### Assignment
Check every line of the records below for the string "over" and copy the ones that have it.

### Records for the exercise
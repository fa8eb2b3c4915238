use crate::cli::ServeArgs;
use crate::infra::AppState;
use crate::routes::with_operational_routes;
use axum::http::{header, HeaderValue, Method};
use axum::Extension;
use axum_prometheus::PrometheusMetricLayer;
use big_five::config::AppConfig;
use big_five::error::AppError;
use big_five::telemetry;
use big_five::workflows::assessment::{assessment_router, AssessmentBlueprint, AssessmentService};
use big_five::workflows::delivery::GoogleSheetsSink;
use big_five::workflows::roster::RosterImporter;
use std::sync::atomic::Ordering;
use std::sync::Arc;
use tower_http::cors::{Any, CorsLayer};
use tower_http::trace::TraceLayer;
use tracing::info;

pub(crate) async fn run(mut args: ServeArgs) -> Result<(), AppError> {
    let mut config = AppConfig::load()?;

    if let Some(host) = args.host.take() {
        config.server.host = host;
    }
    if let Some(port) = args.port.take() {
        config.server.port = port;
    }
    if let Some(roster) = args.roster.take() {
        config.roster.path = roster;
    }

    telemetry::init(&config.telemetry)?;

    let (prometheus_layer, prometheus_handle) = PrometheusMetricLayer::pair();
    let readiness_flag = Arc::new(std::sync::atomic::AtomicBool::new(false));
    let app_state = AppState {
        readiness: readiness_flag.clone(),
        metrics: Arc::new(prometheus_handle),
    };

    let roster = Arc::new(RosterImporter::load_or_empty(&config.roster.path));
    let sink = Arc::new(GoogleSheetsSink::connect(&config.sheets).await?);
    let assessment_service = Arc::new(AssessmentService::new(
        roster,
        Arc::new(AssessmentBlueprint::standard()),
        sink,
    ));

    let app = with_operational_routes(assessment_router(assessment_service))
        .layer(Extension(app_state))
        .layer(cors_layer(config.server.allowed_origin()?))
        .layer(TraceLayer::new_for_http())
        .layer(prometheus_layer);

    let addr = config.server.socket_addr()?;
    let listener = tokio::net::TcpListener::bind(addr).await?;
    readiness_flag.store(true, Ordering::Release);

    info!(?config.environment, %addr, "big five assessment service ready");

    axum::serve(listener, app).await?;
    Ok(())
}

/// Browser access for the questionnaire client; any origin unless one is configured.
fn cors_layer(origin: Option<HeaderValue>) -> CorsLayer {
    let layer = CorsLayer::new()
        .allow_methods([Method::GET, Method::POST])
        .allow_headers([header::CONTENT_TYPE]);

    match origin {
        Some(origin) => layer.allow_origin(origin),
        None => layer.allow_origin(Any),
    }
}
//! Entry gate: only respondents on the roster may take the assessment.

mod cnic;

pub use cnic::Cnic;

use serde::{Deserialize, Deserializer, Serialize};
use std::sync::Arc;

use super::roster::{Roster, RosterEntry};

/// Respondent details travelling with a submission.
#[derive(Debug, Clone, Default, PartialEq, Eq, Serialize, Deserialize)]
pub struct RespondentProfile {
    #[serde(default, deserialize_with = "null_as_empty")]
    pub cnic: String,
    #[serde(default, deserialize_with = "null_as_empty")]
    pub name: String,
    #[serde(default, deserialize_with = "null_as_empty")]
    pub city: String,
    #[serde(default, deserialize_with = "null_as_empty")]
    pub dealership: String,
}

fn null_as_empty<'de, D>(deserializer: D) -> Result<String, D::Error>
where
    D: Deserializer<'de>,
{
    Ok(Option::<String>::deserialize(deserializer)?.unwrap_or_default())
}

#[derive(Debug, Clone, PartialEq, Eq, thiserror::Error)]
pub enum EligibilityError {
    #[error("Invalid CNIC format. Use xxxxx-xxxxxxx-x")]
    Format { canonical: String },
    #[error("CNIC {cnic} does not match our records. Access denied.")]
    NotFound { cnic: String },
}

/// Validates identifiers against a roster snapshot.
#[derive(Debug, Clone)]
pub struct EligibilityGate {
    roster: Arc<Roster>,
}

impl EligibilityGate {
    pub fn new(roster: Arc<Roster>) -> Self {
        Self { roster }
    }

    pub fn roster(&self) -> &Roster {
        &self.roster
    }

    /// Canonicalizes `identifier` and returns the roster entry it names.
    pub fn validate_and_enrich(&self, identifier: &str) -> Result<&RosterEntry, EligibilityError> {
        let cnic = Cnic::parse(identifier)?;
        self.roster
            .find(cnic.as_str())
            .ok_or_else(|| EligibilityError::NotFound {
                cnic: cnic.into_string(),
            })
    }

    /// Returns a copy of `profile` carrying the roster's name, region and dealership.
    ///
    /// Roster values replace whatever the respondent typed unless the roster cell is
    /// empty. The CNIC is rewritten to its canonical form; the input is never mutated.
    pub fn enrich(&self, profile: &RespondentProfile) -> Result<RespondentProfile, EligibilityError> {
        let entry = self.validate_and_enrich(&profile.cnic)?;
        Ok(RespondentProfile {
            cnic: entry.identifier.clone(),
            name: prefer_roster(&entry.name, &profile.name),
            city: prefer_roster(&entry.region, &profile.city),
            dealership: prefer_roster(&entry.dealership, &profile.dealership),
        })
    }
}

fn prefer_roster(roster_value: &str, typed: &str) -> String {
    if roster_value.is_empty() {
        typed.to_string()
    } else {
        roster_value.to_string()
    }
}
use crate::config::ConfigError;
use crate::telemetry::TelemetryError;
use crate::workflows::delivery::DeliveryError;
use crate::workflows::roster::RosterImportError;
use axum::http::StatusCode;
use axum::response::{IntoResponse, Response};
use axum::Json;
use serde_json::json;
use std::fmt;

/// Process-level failures surfaced while booting or serving the assessment.
#[derive(Debug)]
pub enum AppError {
    Config(ConfigError),
    Telemetry(TelemetryError),
    Io(std::io::Error),
    Server(axum::Error),
    Roster(RosterImportError),
    Delivery(DeliveryError),
}

impl fmt::Display for AppError {
    fn fmt(&self, f: &mut fmt::Formatter<'_>) -> fmt::Result {
        match self {
            AppError::Config(err) => write!(f, "configuration error: {}", err),
            AppError::Telemetry(err) => write!(f, "telemetry error: {}", err),
            AppError::Io(err) => write!(f, "io error: {}", err),
            AppError::Server(err) => write!(f, "server error: {}", err),
            AppError::Roster(err) => write!(f, "roster error: {}", err),
            AppError::Delivery(err) => write!(f, "delivery error: {}", err),
        }
    }
}

impl std::error::Error for AppError {
    fn source(&self) -> Option<&(dyn std::error::Error + 'static)> {
        match self {
            AppError::Config(err) => Some(err),
            AppError::Telemetry(err) => Some(err),
            AppError::Io(err) => Some(err),
            AppError::Server(err) => Some(err),
            AppError::Roster(err) => Some(err),
            AppError::Delivery(err) => Some(err),
        }
    }
}

impl IntoResponse for AppError {
    fn into_response(self) -> Response {
        let status = match self {
            AppError::Roster(_) => StatusCode::BAD_REQUEST,
            AppError::Delivery(_) => StatusCode::BAD_GATEWAY,
            AppError::Config(_)
            | AppError::Telemetry(_)
            | AppError::Io(_)
            | AppError::Server(_) => StatusCode::INTERNAL_SERVER_ERROR,
        };

        let body = Json(json!({ "error": self.to_string() }));
        (status, body).into_response()
    }
}

impl From<ConfigError> for AppError {
    fn from(value: ConfigError) -> Self {
        Self::Config(value)
    }
}

impl From<TelemetryError> for AppError {
    fn from(value: TelemetryError) -> Self {
        Self::Telemetry(value)
    }
}

impl From<std::io::Error> for AppError {
    fn from(value: std::io::Error) -> Self {
        Self::Io(value)
    }
}

impl From<axum::Error> for AppError {
    fn from(value: axum::Error) -> Self {
        Self::Server(value)
    }
}

impl From<RosterImportError> for AppError {
    fn from(value: RosterImportError) -> Self {
        Self::Roster(value)
    }
}

impl From<DeliveryError> for AppError {
    fn from(value: DeliveryError) -> Self {
        Self::Delivery(value)
    }
}
use std::sync::Arc;

use axum::{
    extract::{rejection::JsonRejection, State},
    http::StatusCode,
    response::{IntoResponse, Response},
    routing::{get, post},
    Json, Router,
};
use serde_json::json;
use tracing::error;

use super::domain::AssessmentError;
use super::service::{AssessmentService, AssessmentServiceError, SubmissionRequest};
use crate::workflows::delivery::SubmissionSink;
use crate::workflows::eligibility::{EligibilityError, RespondentProfile};

/// Router builder exposing the questionnaire, eligibility, and submission endpoints.
pub fn assessment_router<S>(service: Arc<AssessmentService<S>>) -> Router
where
    S: SubmissionSink + 'static,
{
    Router::new()
        .route(
            "/api/v1/assessment/questionnaire",
            get(questionnaire_handler::<S>),
        )
        .route("/api/v1/eligibility", post(eligibility_handler::<S>))
        .route("/api/v1/assessment/submissions", post(submit_handler::<S>))
        // Path the single-page client posts to.
        .route("/api/submit", post(submit_handler::<S>))
        .with_state(service)
}

pub(crate) async fn questionnaire_handler<S>(
    State(service): State<Arc<AssessmentService<S>>>,
) -> Response
where
    S: SubmissionSink + 'static,
{
    (StatusCode::OK, Json(service.questionnaire())).into_response()
}

pub(crate) async fn eligibility_handler<S>(
    State(service): State<Arc<AssessmentService<S>>>,
    body: Result<Json<RespondentProfile>, JsonRejection>,
) -> Response
where
    S: SubmissionSink + 'static,
{
    let Json(profile) = match body {
        Ok(body) => body,
        Err(rejection) => return rejection_response(&rejection),
    };

    match service.check_eligibility(&profile) {
        Ok(enriched) => (StatusCode::OK, Json(enriched)).into_response(),
        Err(err) => error_response(&err),
    }
}

pub(crate) async fn submit_handler<S>(
    State(service): State<Arc<AssessmentService<S>>>,
    body: Result<Json<SubmissionRequest>, JsonRejection>,
) -> Response
where
    S: SubmissionSink + 'static,
{
    let Json(request) = match body {
        Ok(body) => body,
        Err(rejection) => return rejection_response(&rejection),
    };

    // Delivery blocks on the spreadsheet round trip.
    let outcome = tokio::task::spawn_blocking(move || service.submit(request)).await;

    match outcome {
        Ok(Ok(record)) => {
            let payload = json!({
                "message": "Success",
                "submission": record.payload(),
            });
            (StatusCode::CREATED, Json(payload)).into_response()
        }
        Ok(Err(err)) => error_response(&err),
        Err(join_error) => {
            error!(error = %join_error, "submission task failed");
            let payload = json!({
                "error": "Internal Server Error",
                "kind": "internal",
            });
            (StatusCode::INTERNAL_SERVER_ERROR, Json(payload)).into_response()
        }
    }
}

/// Bodies that never reach the service, such as an answer outside `u8` or a non-JSON
/// payload, keep the same `{error, kind}` shape as domain errors.
pub(crate) fn rejection_response(rejection: &JsonRejection) -> Response {
    let payload = json!({
        "error": rejection.body_text(),
        "kind": "invalid_request",
    });
    (rejection.status(), Json(payload)).into_response()
}

pub(crate) fn error_response(err: &AssessmentServiceError) -> Response {
    let message = err.to_string();
    let (status, payload) = match err {
        AssessmentServiceError::Eligibility(EligibilityError::Format { .. }) => (
            StatusCode::UNPROCESSABLE_ENTITY,
            json!({ "error": message, "kind": "format" }),
        ),
        AssessmentServiceError::Eligibility(EligibilityError::NotFound { .. }) => (
            StatusCode::FORBIDDEN,
            json!({ "error": message, "kind": "not_found" }),
        ),
        AssessmentServiceError::Assessment(AssessmentError::Completion { section, missing }) => (
            StatusCode::UNPROCESSABLE_ENTITY,
            json!({
                "error": message,
                "kind": "incomplete",
                "section": section,
                "missing": missing,
            }),
        ),
        AssessmentServiceError::Assessment(_) => (
            StatusCode::UNPROCESSABLE_ENTITY,
            json!({ "error": message, "kind": "invalid_answer" }),
        ),
        AssessmentServiceError::Delivery(_) => (
            StatusCode::BAD_GATEWAY,
            json!({
                "error": "Connection error. Please try again.",
                "kind": "delivery",
            }),
        ),
    };

    (status, Json(payload)).into_response()
}
use serde::Serialize;
use std::fmt;

use super::blueprint::TraitSection;
use super::domain::{ResponseSet, TraitKind};

/// Trait average held in tenths so it always renders with one fractional digit.
#[derive(Debug, Clone, Copy, PartialEq, Eq, PartialOrd, Ord, Default)]
pub struct TraitScore {
    tenths: u32,
}

impl TraitScore {
    /// Averages `total` over `count` answers, rounding half away from zero.
    pub fn from_total(total: u32, count: u32) -> Self {
        if count == 0 {
            return Self::default();
        }
        Self {
            tenths: (total * 20 + count) / (count * 2),
        }
    }

    pub fn tenths(self) -> u32 {
        self.tenths
    }

    pub fn value(self) -> f64 {
        f64::from(self.tenths) / 10.0
    }
}

impl fmt::Display for TraitScore {
    fn fmt(&self, f: &mut fmt::Formatter<'_>) -> fmt::Result {
        write!(f, "{}.{}", self.tenths / 10, self.tenths % 10)
    }
}

impl Serialize for TraitScore {
    fn serialize<S: serde::Serializer>(&self, serializer: S) -> Result<S::Ok, S::Error> {
        serializer.serialize_f64(self.value())
    }
}

/// Scores a section over its full question list; unanswered questions count as zero.
pub fn score_section(section: &TraitSection, responses: &ResponseSet) -> TraitScore {
    let total: u32 = section
        .question_ids()
        .map(|id| responses.get(id).map_or(0, |value| u32::from(value.value())))
        .sum();
    TraitScore::from_total(total, section.len() as u32)
}

/// One score per trait.
#[derive(Debug, Clone, Copy, PartialEq, Eq, Serialize)]
pub struct TraitScores {
    pub openness: TraitScore,
    pub conscientiousness: TraitScore,
    pub extraversion: TraitScore,
    pub agreeableness: TraitScore,
    pub emotional_stability: TraitScore,
}

impl TraitScores {
    pub fn from_fn(mut score: impl FnMut(TraitKind) -> TraitScore) -> Self {
        Self {
            openness: score(TraitKind::Openness),
            conscientiousness: score(TraitKind::Conscientiousness),
            extraversion: score(TraitKind::Extraversion),
            agreeableness: score(TraitKind::Agreeableness),
            emotional_stability: score(TraitKind::EmotionalStability),
        }
    }

    pub fn get(&self, kind: TraitKind) -> TraitScore {
        match kind {
            TraitKind::Openness => self.openness,
            TraitKind::Conscientiousness => self.conscientiousness,
            TraitKind::Extraversion => self.extraversion,
            TraitKind::Agreeableness => self.agreeableness,
            TraitKind::EmotionalStability => self.emotional_stability,
        }
    }

    pub fn iter(&self) -> impl Iterator<Item = (TraitKind, TraitScore)> + '_ {
        TraitKind::ordered()
            .into_iter()
            .map(move |kind| (kind, self.get(kind)))
    }
}

#[cfg(test)]
mod tests {
    use super::*;

    #[test]
    fn averages_render_with_one_digit() {
        assert_eq!(TraitScore::from_total(30, 6).to_string(), "5.0");
        assert_eq!(TraitScore::from_total(15, 6).to_string(), "2.5");
        assert_eq!(TraitScore::from_total(0, 6).to_string(), "0.0");
        assert_eq!(TraitScore::from_total(6, 0).to_string(), "0.0");
    }

    #[test]
    fn rounding_goes_half_away_from_zero() {
        // 1/6 = 0.1666..
        assert_eq!(TraitScore::from_total(1, 6).to_string(), "0.2");
        // 4/6 = 0.666..
        assert_eq!(TraitScore::from_total(4, 6).to_string(), "0.7");
        // 25/6 = 4.1666..
        assert_eq!(TraitScore::from_total(25, 6).to_string(), "4.2");
        // 0.25 exactly
        assert_eq!(TraitScore::from_total(1, 4).to_string(), "0.3");
        assert_eq!(TraitScore::from_total(3, 4).value(), 0.8);
    }

    #[test]
    fn scores_serialize_as_numbers() {
        let json = serde_json::to_string(&TraitScore::from_total(21, 6)).expect("serialize");
        assert_eq!(json, "3.5");
    }
}
//! Questionnaire definition, section-by-section answering, trait scoring, and the
//! submission service tying the roster gate and the delivery sink together.

mod blueprint;
pub mod domain;
pub mod router;
mod scoring;
pub mod service;
mod session;
mod submission;

#[cfg(test)]
mod tests;

pub use blueprint::{AssessmentBlueprint, QuestionDefinition, TraitSection, CITY_OPTIONS};
pub use domain::{AssessmentError, LikertValue, QuestionId, ResponseSet, TraitKind};
pub use router::assessment_router;
pub use scoring::{score_section, TraitScore, TraitScores};
pub use service::{
    AssessmentService, AssessmentServiceError, QuestionnaireView, ScaleOption, SubmissionRequest,
};
pub use session::{AssessmentSession, Progress, SessionPhase};
pub use submission::{SubmissionPayload, SubmissionRecord};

### Your solution
    /// Averages `total` over `count` answers, rounding half away from zero.
/// Scores a section over its full question list; unanswered questions count as zero.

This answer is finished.